Only lines holding the word "merged" are wanted from the records; copy all of them.

++++ Data to use

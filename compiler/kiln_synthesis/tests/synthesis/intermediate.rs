//! Intermediate output carries markers so a later compilation can tell its
//! synthetics apart from input classes.

use crate::common::{
    class_named, class_with_run, commit_with, create_lambda, input_class, instantiate, processing,
    program_names, view,
};
use kiln_ir::{DexClass, Instr, SharedFactory};
use kiln_synthesis::marker::has_marker;
use kiln_synthesis::{finalize, AppView, SynthesisOptions};
use pretty_assertions::assert_eq;
use std::sync::Arc;

/// Intermediate compilation of `a/A` and `b/B`, each using an equal lambda.
fn compile_intermediate() -> (SharedFactory, Vec<Arc<DexClass>>) {
    let factory = SharedFactory::new();
    let classes = vec![input_class(&factory, "a/A"), input_class(&factory, "b/B")];
    let mut view = view(factory.clone(), classes, SynthesisOptions::intermediate());
    let wave = view.create_processor_context();
    let users: Vec<_> = ["a/A", "b/B"]
        .into_iter()
        .map(|name| {
            let lambda = create_lambda(&view, &mut processing(&view, wave, name), 3);
            class_with_run(view.factory(), name, instantiate(lambda.ty))
        })
        .collect();
    commit_with(&mut view, users);
    finalize(&mut view).unwrap();
    (factory, view.app().program_classes().cloned().collect())
}

fn release_view(factory: SharedFactory, classes: Vec<Arc<DexClass>>) -> AppView {
    let mut view = view(factory, classes, SynthesisOptions::release());
    view.collect_synthetic_inputs().unwrap();
    view
}

#[test]
fn intermediate_output_is_marked() {
    let (factory, classes) = compile_intermediate();
    let mut names: Vec<_> = classes
        .iter()
        .map(|class| (factory.binary_name(class.ty), has_marker(class, &factory)))
        .collect();
    names.sort_unstable();
    assert_eq!(
        names,
        vec![
            ("a/A", false),
            ("a/A$$Lambda0", true),
            ("b/B", false),
            ("b/B$$Lambda0", true),
        ]
    );
}

#[test]
fn marked_classes_are_read_back_as_synthetic_inputs() {
    let (factory, classes) = compile_intermediate();
    let view = release_view(factory, classes);

    let factory = view.factory();
    let lambda = factory.type_for_binary_name("a/A$$Lambda0");
    let synthetics = view.synthetics();
    assert!(synthetics.is_synthetic_input(lambda));
    assert!(synthetics.is_subject_to_keep_rules(lambda));
    assert!(synthetics.committed().verify_containment());
    assert_eq!(
        synthetics.synthesizing_context_types(lambda, factory),
        vec![factory.type_for_binary_name("a/A")]
    );
    assert!(!has_marker(&class_named(&view, "a/A$$Lambda0"), factory));
    assert!(!synthetics.is_synthetic_input(factory.type_for_binary_name("a/A")));
}

#[test]
fn release_merges_synthetic_inputs() {
    let (factory, classes) = compile_intermediate();
    let mut view = release_view(factory, classes);
    finalize(&mut view).unwrap();

    assert_eq!(program_names(&view), vec!["a/A", "a/A$$Lambda0", "b/B"]);
    let factory = view.factory();
    let kept = factory.type_for_binary_name("a/A$$Lambda0");
    let merged = factory.type_for_binary_name("b/B$$Lambda0");
    assert_eq!(view.lens().lookup_type(merged), kept);
    assert_eq!(
        class_named(&view, "a/A$$Lambda0").synthesized_from,
        vec![factory.type_for_binary_name("a/A"), factory.type_for_binary_name("b/B")]
    );
    for user in ["a/A", "b/B"] {
        let code = class_named(&view, user).methods[0].code.clone().unwrap();
        assert!(
            matches!(code.instructions[0], Instr::NewInstance { ty, .. } if ty == kept),
            "{user}"
        );
    }
    assert!(!has_marker(&class_named(&view, "a/A$$Lambda0"), factory));
}

#[test]
fn intermediate_inputs_keep_their_names_in_intermediate_mode() {
    let (factory, classes) = compile_intermediate();
    let mut view = view(factory, classes, SynthesisOptions::intermediate());
    view.collect_synthetic_inputs().unwrap();
    finalize(&mut view).unwrap();

    assert_eq!(
        program_names(&view),
        vec!["a/A", "a/A$$Lambda0", "b/B", "b/B$$Lambda0"]
    );
    assert!(view.lens().is_identity());
    assert!(has_marker(&class_named(&view, "b/B$$Lambda0"), view.factory()));
}
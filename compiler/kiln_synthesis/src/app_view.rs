//! Application view: the compilation state synthesis works against.
//!
//! Bundles the current application snapshot with the synthetic registry,
//! the accumulated rewrite lens and the side tables (main-dex, feature
//! splits) that synthetics inherit from their contexts.

use crate::{CommittedItems, ProcessorContext, SynthesisOptions, SyntheticItems};
use kiln_diagnostic::{ErrorGuaranteed, Reporter};
use kiln_ir::{
    rewrite_application, Application, ClassToFeatureSplitMap, DefinitionLookup, DexClass,
    ItemFactory, LensDelta, MainDexInfo, PrunedItems, RewriteLens, SharedFactory, TypeId,
};
use std::sync::atomic::{AtomicU32, Ordering};
use std::sync::Arc;

pub struct AppView {
    factory: SharedFactory,
    options: SynthesisOptions,
    reporter: Reporter,
    app: Application,
    synthetics: SyntheticItems,
    lens: RewriteLens,
    main_dex: MainDexInfo,
    features: ClassToFeatureSplitMap,
    next_processor_id: AtomicU32,
}

impl AppView {
    pub fn new(factory: SharedFactory, app: Application, options: SynthesisOptions) -> Self {
        AppView {
            factory,
            options,
            reporter: Reporter::new(),
            app,
            synthetics: SyntheticItems::default(),
            lens: RewriteLens::identity(),
            main_dex: MainDexInfo::new(),
            features: ClassToFeatureSplitMap::new(),
            next_processor_id: AtomicU32::new(0),
        }
    }

    #[must_use]
    pub fn with_main_dex(mut self, main_dex: MainDexInfo) -> Self {
        self.main_dex = main_dex;
        self
    }

    #[must_use]
    pub fn with_features(mut self, features: ClassToFeatureSplitMap) -> Self {
        self.features = features;
        self
    }

    #[must_use]
    pub fn with_reporter(mut self, reporter: Reporter) -> Self {
        self.reporter = reporter;
        self
    }

    pub fn factory(&self) -> &ItemFactory {
        &self.factory
    }

    pub fn shared_factory(&self) -> &SharedFactory {
        &self.factory
    }

    pub fn options(&self) -> &SynthesisOptions {
        &self.options
    }

    pub fn reporter(&self) -> &Reporter {
        &self.reporter
    }

    pub fn app(&self) -> &Application {
        &self.app
    }

    pub fn synthetics(&self) -> &SyntheticItems {
        &self.synthetics
    }

    pub(crate) fn synthetics_mut(&mut self) -> &mut SyntheticItems {
        &mut self.synthetics
    }

    /// Start a processing wave. Ids count up for the whole compilation.
    pub fn create_processor_context(&self) -> ProcessorContext {
        ProcessorContext::new(self.next_processor_id.fetch_add(1, Ordering::Relaxed))
    }

    pub fn lens(&self) -> &RewriteLens {
        &self.lens
    }

    pub fn main_dex(&self) -> &MainDexInfo {
        &self.main_dex
    }

    pub fn features(&self) -> &ClassToFeatureSplitMap {
        &self.features
    }

    /// Definition of `ty`, including pending synthetics.
    pub fn definition_for(&self, ty: TypeId) -> Option<Arc<DexClass>> {
        self.synthetics.definition_for(ty, &self.app)
    }

    /// Strip synthetic markers from the input and record the synthetics
    /// they describe. Runs once, before any pass creates synthetics.
    pub fn collect_synthetic_inputs(&mut self) -> Result<(), ErrorGuaranteed> {
        let commit = crate::items::collect_synthetic_inputs(self)?;
        tracing::debug!(
            inputs = commit.committed().synthetic_inputs().len(),
            "synthetic inputs collected"
        );
        self.set_commit(commit);
        Ok(())
    }

    /// Install `commit` as the current application and registry.
    pub fn set_commit(&mut self, commit: CommittedItems) {
        self.synthetics = SyntheticItems::from_commit(&commit);
        self.app = commit.application().clone();
    }

    /// Commit pending synthetics into the current application.
    pub fn commit(&mut self) -> CommittedItems {
        let app = self.app.clone();
        self.commit_application(app)
    }

    /// Commit pending synthetics into `app`, replacing the current one.
    pub fn commit_application(&mut self, app: Application) -> CommittedItems {
        let synthetics = std::mem::take(&mut self.synthetics);
        let commit = synthetics.commit(app, &self.factory);
        self.set_commit(commit.clone());
        commit
    }

    /// Commit into a pruned application and forget what it removed.
    pub fn prune_items(&mut self, pruned: &PrunedItems) -> CommittedItems {
        self.main_dex.prune(pruned);
        let synthetics = std::mem::take(&mut self.synthetics);
        let commit = synthetics.commit_pruned_items(pruned, &self.factory);
        self.set_commit(commit.clone());
        commit
    }

    /// Commit into `app`, which a pass produced by applying `delta`.
    pub fn commit_rewritten_with_lens(&mut self, app: Application, delta: LensDelta) -> CommittedItems {
        self.commit_rewritten(app, Arc::new(delta))
    }

    /// Apply `delta` to every program class and commit the result.
    pub fn rewrite_with_lens(&mut self, delta: LensDelta) -> CommittedItems {
        let delta = Arc::new(delta);
        let step = RewriteLens::identity().with_delta(Arc::clone(&delta));
        let app = rewrite_application(&self.app, &step, &self.factory);
        self.commit_rewritten(app, delta)
    }

    fn commit_rewritten(&mut self, app: Application, delta: Arc<LensDelta>) -> CommittedItems {
        let step = RewriteLens::identity().with_delta(Arc::clone(&delta));
        self.lens = self.lens.with_delta(delta);
        let synthetics = std::mem::take(&mut self.synthetics);
        let commit = synthetics.commit_rewritten_with_lens(app, &step, &self.factory);
        self.set_commit(commit.clone());
        commit
    }

    pub(crate) fn set_main_dex(&mut self, main_dex: MainDexInfo) {
        self.main_dex = main_dex;
    }

    pub(crate) fn append_lens(&mut self, delta: LensDelta) {
        self.lens = self.lens.with_delta(Arc::new(delta));
    }
}

impl DefinitionLookup for AppView {
    fn definition_for(&self, ty: TypeId) -> Option<Arc<DexClass>> {
        AppView::definition_for(self, ty)
    }
}
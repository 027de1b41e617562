//! Synthetic naming scheme.
//!
//! Names are pure functions of kind, context and id:
//!
//! ```text
//! internal:  <context><INTERNAL_SEPARATOR><kind><unique suffix>
//! external:  <prefix><EXTERNAL_SEPARATOR><kind><decimal id>
//! fixed:     <context><kind>
//! global:    <type>
//! ```
//!
//! Internal names only exist between creation and finalization and must
//! never reach the output.

use crate::{invariant, SynthesizingContext, SyntheticKind};
use kiln_ir::{ItemFactory, TypeId};

/// Separator shared by every synthetic name.
pub const SYNTHETIC_CLASS_SEPARATOR: &str = "$$";
pub const INTERNAL_SYNTHETIC_CLASS_SEPARATOR: &str = "$$InternalSynthetic";
pub const EXTERNAL_SYNTHETIC_CLASS_SEPARATOR: &str = "$$";
/// Name of the single method of a finalized method synthetic.
pub const INTERNAL_SYNTHETIC_METHOD_NAME: &str = "m";

/// Naming phase of a numbered synthetic.
#[derive(Copy, Clone, Debug, PartialEq, Eq, Hash)]
pub enum Phase {
    Internal,
    External,
}

impl Phase {
    pub const fn separator(self) -> &'static str {
        match self {
            Phase::Internal => INTERNAL_SYNTHETIC_CLASS_SEPARATOR,
            Phase::External => EXTERNAL_SYNTHETIC_CLASS_SEPARATOR,
        }
    }
}

pub fn internal_binary_name(kind: SyntheticKind, context: &str, id: &str) -> String {
    invariant!(
        !kind.is_fixed_suffix(),
        "fixed kind {kind} has no internal name"
    );
    invariant!(!id.is_empty(), "internal name of {kind} needs a suffix");
    format!(
        "{context}{INTERNAL_SYNTHETIC_CLASS_SEPARATOR}{}{id}",
        kind.descriptor()
    )
}

/// External name; fixed kinds take no id, numbered kinds must have one.
pub fn external_binary_name(kind: SyntheticKind, prefix: &str, id: &str) -> String {
    invariant!(
        kind.is_fixed_suffix() == id.is_empty(),
        "external name of {kind} with id `{id}`"
    );
    if kind.is_fixed_suffix() {
        format!("{prefix}{}", kind.descriptor())
    } else {
        format!(
            "{prefix}{EXTERNAL_SYNTHETIC_CLASS_SEPARATOR}{}{id}",
            kind.descriptor()
        )
    }
}

pub fn fixed_binary_name(kind: SyntheticKind, context: &str) -> String {
    invariant!(kind.is_fixed_suffix(), "{kind} is not a fixed kind");
    format!("{context}{}", kind.descriptor())
}

pub fn create_internal_type(
    kind: SyntheticKind,
    context: &SynthesizingContext,
    id: &str,
    intermediate: bool,
    factory: &ItemFactory,
) -> TypeId {
    let context_type = context.synthesizing_input_context(intermediate);
    let name = internal_binary_name(kind, factory.binary_name(context_type), id);
    factory.type_for_binary_name(&name)
}

pub fn create_external_type(
    kind: SyntheticKind,
    prefix: &str,
    id: &str,
    factory: &ItemFactory,
) -> TypeId {
    factory.type_for_binary_name(&external_binary_name(kind, prefix, id))
}

pub fn create_fixed_type(
    kind: SyntheticKind,
    context: &SynthesizingContext,
    factory: &ItemFactory,
) -> TypeId {
    let context_type = context.synthesizing_context_type();
    factory.type_for_binary_name(&fixed_binary_name(kind, factory.binary_name(context_type)))
}

/// Prefix that numbered external names of `binary_name` share.
///
/// Accepts both internal names and already external names (synthetic inputs).
pub fn prefix_for_external_synthetic_type(kind: SyntheticKind, binary_name: &str) -> Option<&str> {
    if kind.is_global() {
        return Some(binary_name);
    }
    if kind.is_fixed_suffix() {
        return binary_name
            .rfind(kind.descriptor())
            .map(|index| &binary_name[..index]);
    }
    [Phase::Internal, Phase::External]
        .into_iter()
        .find_map(|phase| {
            let pattern = format!("{}{}", phase.separator(), kind.descriptor());
            binary_name.rfind(&pattern)
        })
        .map(|index| &binary_name[..index])
}

/// Outermost non-synthetic class a synthetic name was derived from.
pub fn outer_context_from_external_synthetic_type(
    kind: SyntheticKind,
    binary_name: &str,
) -> Option<&str> {
    invariant!(!kind.is_global(), "global {kind} has no outer context");
    let prefix = prefix_for_external_synthetic_type(kind, binary_name)?;
    Some(
        prefix
            .find(SYNTHETIC_CLASS_SEPARATOR)
            .map_or(prefix, |index| &prefix[..index]),
    )
}

/// Whether `binary_name` has the shape of a `kind` name in `phase`.
///
/// Fixed kinds ignore the phase. Global names carry no evidence.
pub fn is_synthetic(binary_name: &str, phase: Phase, kind: SyntheticKind) -> bool {
    if kind.is_global() {
        return false;
    }
    if kind.is_fixed_suffix() {
        return binary_name.ends_with(kind.descriptor());
    }
    let pattern = format!("{}{}", phase.separator(), kind.descriptor());
    let Some(index) = binary_name.rfind(&pattern) else {
        return false;
    };
    let suffix = &binary_name[index + pattern.len()..];
    match phase {
        Phase::Internal => !suffix.is_empty(),
        Phase::External => is_canonical_int(suffix),
    }
}

/// Whether `name` is free of internal synthetic separators.
pub fn verify_not_internal_synthetic(name: &str) -> bool {
    !name.contains(INTERNAL_SYNTHETIC_CLASS_SEPARATOR)
}

/// Non-empty decimal digits without a leading zero, or `0` itself.
fn is_canonical_int(s: &str) -> bool {
    !s.is_empty() && s.bytes().all(|b| b.is_ascii_digit()) && (s == "0" || !s.starts_with('0'))
}
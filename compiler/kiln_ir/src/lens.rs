//! Rewrite lenses.
//!
//! A [`LensDelta`] records how one pass renamed or merged types, fields and
//! methods. A [`RewriteLens`] is the chain of deltas applied so far; lookups
//! walk the chain front to back, original-name queries walk it back to front.

use crate::{FieldRef, ItemFactory, MethodRef, TypeId};
use rustc_hash::FxHashMap;
use smallvec::SmallVec;
use std::sync::Arc;

/// Renamings produced by a single pass.
#[derive(Debug, Default)]
pub struct LensDelta {
    types: FxHashMap<TypeId, TypeId>,
    original_types: FxHashMap<TypeId, Vec<TypeId>>,
    fields: FxHashMap<FieldRef, FieldRef>,
    /// Many-to-one field moves keep the first source as representative.
    field_representatives: FxHashMap<FieldRef, FieldRef>,
    methods: FxHashMap<MethodRef, MethodRef>,
    original_method_signatures: FxHashMap<MethodRef, Vec<MethodRef>>,
}

impl LensDelta {
    pub fn builder() -> LensDeltaBuilder {
        LensDeltaBuilder::default()
    }

    pub fn is_empty(&self) -> bool {
        self.types.is_empty() && self.fields.is_empty() && self.methods.is_empty()
    }

    pub fn lookup_type(&self, ty: TypeId) -> TypeId {
        self.types.get(&ty).copied().unwrap_or(ty)
    }

    pub fn has_type_move(&self, ty: TypeId) -> bool {
        self.types.contains_key(&ty)
    }

    pub fn lookup_field(&self, field: FieldRef) -> FieldRef {
        if let Some(moved) = self.fields.get(&field) {
            return *moved;
        }
        FieldRef {
            holder: self.lookup_type(field.holder),
            name: field.name,
            ty: self.lookup_type(field.ty),
        }
    }

    pub fn lookup_method(&self, method: MethodRef, factory: &ItemFactory) -> MethodRef {
        if let Some(moved) = self.methods.get(&method) {
            return *moved;
        }
        MethodRef {
            holder: self.lookup_type(method.holder),
            name: method.name,
            proto: factory.map_proto(method.proto, |ty| self.lookup_type(ty)),
        }
    }

    /// Types that were moved onto `ty`; empty when `ty` is not a move target.
    pub fn original_types(&self, ty: TypeId) -> &[TypeId] {
        self.original_types.get(&ty).map_or(&[], Vec::as_slice)
    }

    pub fn representative_field(&self, field: FieldRef) -> Option<FieldRef> {
        self.field_representatives.get(&field).copied()
    }

    pub fn original_method_signatures(&self, method: MethodRef) -> &[MethodRef] {
        self.original_method_signatures
            .get(&method)
            .map_or(&[], Vec::as_slice)
    }

    pub fn type_moves(&self) -> impl Iterator<Item = (TypeId, TypeId)> + '_ {
        self.types.iter().map(|(from, to)| (*from, *to))
    }
}

#[derive(Debug, Default)]
pub struct LensDeltaBuilder {
    delta: LensDelta,
}

impl LensDeltaBuilder {
    pub fn move_type(&mut self, from: TypeId, to: TypeId) {
        if from == to {
            return;
        }
        self.delta.types.insert(from, to);
        let originals = self.delta.original_types.entry(to).or_default();
        if !originals.contains(&from) {
            originals.push(from);
        }
    }

    pub fn move_field(&mut self, from: FieldRef, to: FieldRef) {
        if from == to {
            return;
        }
        self.delta.fields.insert(from, to);
        self.delta.field_representatives.entry(to).or_insert(from);
    }

    pub fn move_method(&mut self, from: MethodRef, to: MethodRef) {
        if from == to {
            return;
        }
        self.delta.methods.insert(from, to);
        let originals = self
            .delta
            .original_method_signatures
            .entry(to)
            .or_default();
        if !originals.contains(&from) {
            originals.push(from);
        }
    }

    pub fn type_move(&self, from: TypeId) -> Option<TypeId> {
        self.delta.types.get(&from).copied()
    }

    pub fn method_move(&self, from: MethodRef) -> Option<MethodRef> {
        self.delta.methods.get(&from).copied()
    }

    pub fn is_empty(&self) -> bool {
        self.delta.is_empty()
    }

    pub fn build(self) -> LensDelta {
        self.delta
    }
}

/// Chain of deltas, oldest first.
#[derive(Clone, Debug, Default)]
pub struct RewriteLens {
    deltas: Vec<Arc<LensDelta>>,
}

impl RewriteLens {
    pub fn identity() -> Self {
        Self::default()
    }

    pub fn is_identity(&self) -> bool {
        self.deltas.iter().all(|delta| delta.is_empty())
    }

    /// A lens that applies `delta` after every delta of `self`.
    #[must_use]
    pub fn with_delta(&self, delta: Arc<LensDelta>) -> Self {
        let mut deltas = self.deltas.clone();
        deltas.push(delta);
        RewriteLens { deltas }
    }

    pub fn deltas(&self) -> &[Arc<LensDelta>] {
        &self.deltas
    }

    pub fn lookup_type(&self, ty: TypeId) -> TypeId {
        self.deltas
            .iter()
            .fold(ty, |current, delta| delta.lookup_type(current))
    }

    pub fn lookup_field(&self, field: FieldRef) -> FieldRef {
        self.deltas
            .iter()
            .fold(field, |current, delta| delta.lookup_field(current))
    }

    pub fn lookup_method(&self, method: MethodRef, factory: &ItemFactory) -> MethodRef {
        self.deltas
            .iter()
            .fold(method, |current, delta| delta.lookup_method(current, factory))
    }

    /// Every type before the first delta that maps onto `ty`.
    pub fn all_original_types(&self, ty: TypeId) -> SmallVec<[TypeId; 2]> {
        let mut current: SmallVec<[TypeId; 2]> = SmallVec::new();
        current.push(ty);
        for delta in self.deltas.iter().rev() {
            let mut previous: SmallVec<[TypeId; 2]> = SmallVec::new();
            for ty in current {
                let originals = delta.original_types(ty);
                let sources = if originals.is_empty() {
                    std::slice::from_ref(&ty)
                } else {
                    originals
                };
                for source in sources {
                    if !previous.contains(source) {
                        previous.push(*source);
                    }
                }
            }
            current = previous;
        }
        current
    }

    /// First original type of `ty`, or `ty` itself.
    pub fn original_type(&self, ty: TypeId) -> TypeId {
        self.all_original_types(ty).first().copied().unwrap_or(ty)
    }

    /// Whether `from` was renamed to `to` without anything else merging into `to`.
    pub fn is_simple_renaming(&self, from: TypeId, to: TypeId) -> bool {
        if from == to || self.lookup_type(from) != to {
            return false;
        }
        let originals = self.all_original_types(to);
        originals.len() == 1 && originals[0] == from
    }

    /// Every signature before the first delta that maps onto `method`.
    pub fn original_method_signatures(&self, method: MethodRef) -> Vec<MethodRef> {
        let mut current = vec![method];
        for delta in self.deltas.iter().rev() {
            let mut previous = Vec::new();
            for method in current {
                let originals = delta.original_method_signatures(method);
                let sources = if originals.is_empty() {
                    std::slice::from_ref(&method)
                } else {
                    originals
                };
                for source in sources {
                    if !previous.contains(source) {
                        previous.push(*source);
                    }
                }
            }
            current = previous;
        }
        current
    }
}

++++++++

• _Exercise output_:
    let merged = factory.type_for_binary_name("b/B$$Lambda0");
    assert_eq!(view.lens().lookup_type(merged), kept);
//! A [`LensDelta`] records how one pass renamed or merged types, fields and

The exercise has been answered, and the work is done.